┌─ Provided information

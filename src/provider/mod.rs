//! Page-side provider.
//!
//! Posts envelopes tagged for the relay, numbers them, and resolves each
//! caller when the response with its id comes back. Host notifications update
//! the cached wallet config.
//!
//! A request in flight when the port drops is never answered; callers that
//! need a bound wrap [`InpageProvider::request`] in `tokio::time::timeout`.

use std::sync::atomic::{AtomicU64, Ordering};
use std::sync::Arc;

use dashmap::DashMap;
use serde_json::Value;
use tokio::sync::{broadcast, oneshot, watch};
use tokio::task::JoinHandle;

use crate::protocol::method::CONFIG_CHANGED;
use crate::protocol::{Envelope, HostMessage, Method, PageMessage, RequestId, RpcRequest, Target};
use crate::rpc::{JsonRpcResponse, RpcError};
use crate::window::{MessageEvent, Window};

type PendingMap = DashMap<RequestId, oneshot::Sender<JsonRpcResponse>>;

pub struct InpageProvider {
    window: Window,
    next_id: AtomicU64,
    pending: Arc<PendingMap>,
    config: watch::Receiver<Option<Value>>,
    listener: JoinHandle<()>,
}

/// Removes the pending slot if the caller stops waiting.
struct PendingSlot<'a> {
    pending: &'a PendingMap,
    id: RequestId,
}

impl Drop for PendingSlot<'_> {
    fn drop(&mut self) {
        self.pending.remove(&self.id);
    }
}

impl InpageProvider {
    /// Start listening on `window`. Must be called inside a Tokio runtime.
    pub fn attach(window: Window) -> Self {
        let pending: Arc<PendingMap> = Arc::new(DashMap::new());
        let (config_tx, config) = watch::channel(None);

        let events = window.subscribe();
        let listener = tokio::spawn(listen(window.clone(), events, pending.clone(), config_tx));

        Self {
            window,
            next_id: AtomicU64::new(1),
            pending,
            config,
            listener,
        }
    }

    /// Send one request and wait for its response.
    pub async fn request(
        &self,
        method: impl Into<Method>,
        params: Vec<Value>,
    ) -> Result<Value, RpcError> {
        let id = RequestId::Number(self.next_id.fetch_add(1, Ordering::Relaxed));
        let (tx, rx) = oneshot::channel();
        self.pending.insert(id.clone(), tx);
        let _slot = PendingSlot {
            pending: &self.pending,
            id: id.clone(),
        };

        let envelope = Envelope::to_relay(id.clone(), RpcRequest::new(method, params));
        let data = serde_json::to_value(&envelope)
            .map_err(|e| RpcError::internal_error(e.to_string()))?;
        self.window.post_message(data, self.window.origin());

        match rx.await {
            Ok(response) => response.into_result(),
            Err(_) => Err(RpcError::internal_error("provider detached")),
        }
    }

    /// Last wallet config pushed by the host, if any.
    pub fn config(&self) -> Option<Value> {
        self.config.borrow().clone()
    }

    /// Watch for config pushes.
    pub fn config_changes(&self) -> watch::Receiver<Option<Value>> {
        self.config.clone()
    }

    pub fn in_flight(&self) -> usize {
        self.pending.len()
    }
}

impl Drop for InpageProvider {
    fn drop(&mut self) {
        self.listener.abort();
    }
}

async fn listen(
    window: Window,
    mut events: broadcast::Receiver<MessageEvent>,
    pending: Arc<PendingMap>,
    config: watch::Sender<Option<Value>>,
) {
    loop {
        let event = match events.recv().await {
            Ok(event) => event,
            Err(broadcast::error::RecvError::Lagged(skipped)) => {
                tracing::warn!(skipped, "Provider lagged; responses lost");
                continue;
            }
            Err(broadcast::error::RecvError::Closed) => break,
        };

        if event.origin != window.origin() || event.source != window.id() {
            continue;
        }
        let Ok(message) = serde_json::from_value::<PageMessage>(event.data) else {
            continue;
        };
        if message.target != Target::Inpage {
            continue;
        }

        match message.body {
            HostMessage::Response(response) => match pending.remove(&response.id) {
                Some((_, tx)) => {
                    let _ = tx.send(response);
                }
                None => {
                    tracing::debug!(id = %response.id, "Response for unknown request ignored");
                }
            },
            HostMessage::Notification(notification) if notification.method == CONFIG_CHANGED => {
                config.send_replace(Some(notification.params));
            }
            HostMessage::Notification(notification) => {
                tracing::debug!(method = %notification.method, "Unhandled notification");
            }
        }
    }
}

└─

### What you need to do
The answer must be every entry, reproduced exactly.

### Exercise answer
filename src/provider/mod.rs
//! Page-side provider.
//!
//! Posts envelopes tagged for the relay, numbers them, and resolves each
//! caller when the response with its id comes back. Host notifications update
//! the cached wallet config.
//!
//! A request in flight when the port drops is never answered; callers that
//! need a bound wrap [`InpageProvider::request`] in `tokio::time::timeout`.

use std::sync::atomic::{AtomicU64, Ordering};
use std::sync::Arc;

use dashmap::DashMap;
use serde_json::Value;
use tokio::sync::{broadcast, oneshot, watch};
use tokio::task::JoinHandle;

use crate::protocol::method::CONFIG_CHANGED;
use crate::protocol::{Envelope, HostMessage, Method, PageMessage, RequestId, RpcRequest, Target};
use crate::rpc::{JsonRpcResponse, RpcError};
use crate::window::{MessageEvent, Window};

type PendingMap = DashMap<RequestId, oneshot::Sender<JsonRpcResponse>>;

pub struct InpageProvider {
    window: Window,
    next_id: AtomicU64,
    pending: Arc<PendingMap>,
    config: watch::Receiver<Option<Value>>,
    listener: JoinHandle<()>,
}

/// Removes the pending slot if the caller stops waiting.
struct PendingSlot<'a> {
    pending: &'a PendingMap,
    id: RequestId,
}

impl Drop for PendingSlot<'_> {
    fn drop(&mut self) {
        self.pending.remove(&self.id);
    }
}

impl InpageProvider {
    /// Start listening on `window`. Must be called inside a Tokio runtime.
    pub fn attach(window: Window) -> Self {
        let pending: Arc<PendingMap> = Arc::new(DashMap::new());
        let (config_tx, config) = watch::channel(None);

        let events = window.subscribe();
        let listener = tokio::spawn(listen(window.clone(), events, pending.clone(), config_tx));

        Self {
            window,
            next_id: AtomicU64::new(1),
            pending,
            config,
            listener,
        }
    }

    /// Send one request and wait for its response.
    pub async fn request(
        &self,
        method: impl Into<Method>,
        params: Vec<Value>,
    ) -> Result<Value, RpcError> {
        let id = RequestId::Number(self.next_id.fetch_add(1, Ordering::Relaxed));
        let (tx, rx) = oneshot::channel();
        self.pending.insert(id.clone(), tx);
        let _slot = PendingSlot {
            pending: &self.pending,
            id: id.clone(),
        };

        let envelope = Envelope::to_relay(id.clone(), RpcRequest::new(method, params));
        let data = serde_json::to_value(&envelope)
            .map_err(|e| RpcError::internal_error(e.to_string()))?;
        self.window.post_message(data, self.window.origin());

        match rx.await {
            Ok(response) => response.into_result(),
            Err(_) => Err(RpcError::internal_error("provider detached")),
        }
    }

    /// Last wallet config pushed by the host, if any.
    pub fn config(&self) -> Option<Value> {
        self.config.borrow().clone()
    }

    /// Watch for config pushes.
    pub fn config_changes(&self) -> watch::Receiver<Option<Value>> {
        self.config.clone()
    }

    pub fn in_flight(&self) -> usize {
        self.pending.len()
    }
}

impl Drop for InpageProvider {
    fn drop(&mut self) {
        self.listener.abort();
    }
}

async fn listen(
    window: Window,
    mut events: broadcast::Receiver<MessageEvent>,
    pending: Arc<PendingMap>,
    config: watch::Sender<Option<Value>>,
) {
    loop {
        let event = match events.recv().await {
            Ok(event) => event,
            Err(broadcast::error::RecvError::Lagged(skipped)) => {
                tracing::warn!(skipped, "Provider lagged; responses lost");
                continue;
            }
            Err(broadcast::error::RecvError::Closed) => break,
        };

        if event.origin != window.origin() || event.source != window.id() {
            continue;
        }
        let Ok(message) = serde_json::from_value::<PageMessage>(event.data) else {
            continue;
        };
        if message.target != Target::Inpage {
            continue;
        }

        match message.body {
            HostMessage::Response(response) => match pending.remove(&response.id) {
                Some((_, tx)) => {
                    let _ = tx.send(response);
                }
                None => {
                    tracing::debug!(id = %response.id, "Response for unknown request ignored");
                }
            },
            HostMessage::Notification(notification) if notification.method == CONFIG_CHANGED => {
                config.send_replace(Some(notification.params));
            }
            HostMessage::Notification(notification) => {
                tracing::debug!(method = %notification.method, "Unhandled notification");
            }
        }
    }
}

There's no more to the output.